*Exercise prompt*
Go through the data that follows and restate each line exactly as it reads.

(Dataset entries)
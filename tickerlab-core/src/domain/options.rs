//! Option contract records for the opt-in derivatives fetch path.

use chrono::NaiveDate;
use serde::{Deserialize, Serialize};

/// Call or put side of an option contract.
#[derive(Debug, Clone, Copy, PartialEq, Eq, Serialize, Deserialize)]
pub enum OptionKind {
    Call,
    Put,
}

impl OptionKind {
    pub fn as_str(&self) -> &'static str {
        match self {
            OptionKind::Call => "call",
            OptionKind::Put => "put",
        }
    }
}

/// One row of an options chain snapshot.
///
/// Persisted as-is; the system records chains but does not price them.
#[derive(Debug, Clone, PartialEq, Serialize, Deserialize)]
pub struct OptionContract {
    pub expiration: NaiveDate,
    pub kind: OptionKind,
    pub strike: f64,
    pub last_price: f64,
    pub bid: f64,
    pub ask: f64,
    pub volume: f64,
    pub open_interest: f64,
    pub implied_volatility: f64,
}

*Response below*
filename tickerlab-core/src/domain/options.rs
//! Option contract records for the opt-in derivatives fetch path.

use chrono::NaiveDate;
use serde::{Deserialize, Serialize};

/// Call or put side of an option contract.
#[derive(Debug, Clone, Copy, PartialEq, Eq, Serialize, Deserialize)]
pub enum OptionKind {
    Call,
    Put,
}

impl OptionKind {
    pub fn as_str(&self) -> &'static str {
        match self {
            OptionKind::Call => "call",
            OptionKind::Put => "put",
        }
    }
}

/// One row of an options chain snapshot.
///
/// Persisted as-is; the system records chains but does not price them.
#[derive(Debug, Clone, PartialEq, Serialize, Deserialize)]
pub struct OptionContract {
    pub expiration: NaiveDate,
    pub kind: OptionKind,
    pub strike: f64,
    pub last_price: f64,
    pub bid: f64,
    pub ask: f64,
    pub volume: f64,
    pub open_interest: f64,
    pub implied_volatility: f64,
}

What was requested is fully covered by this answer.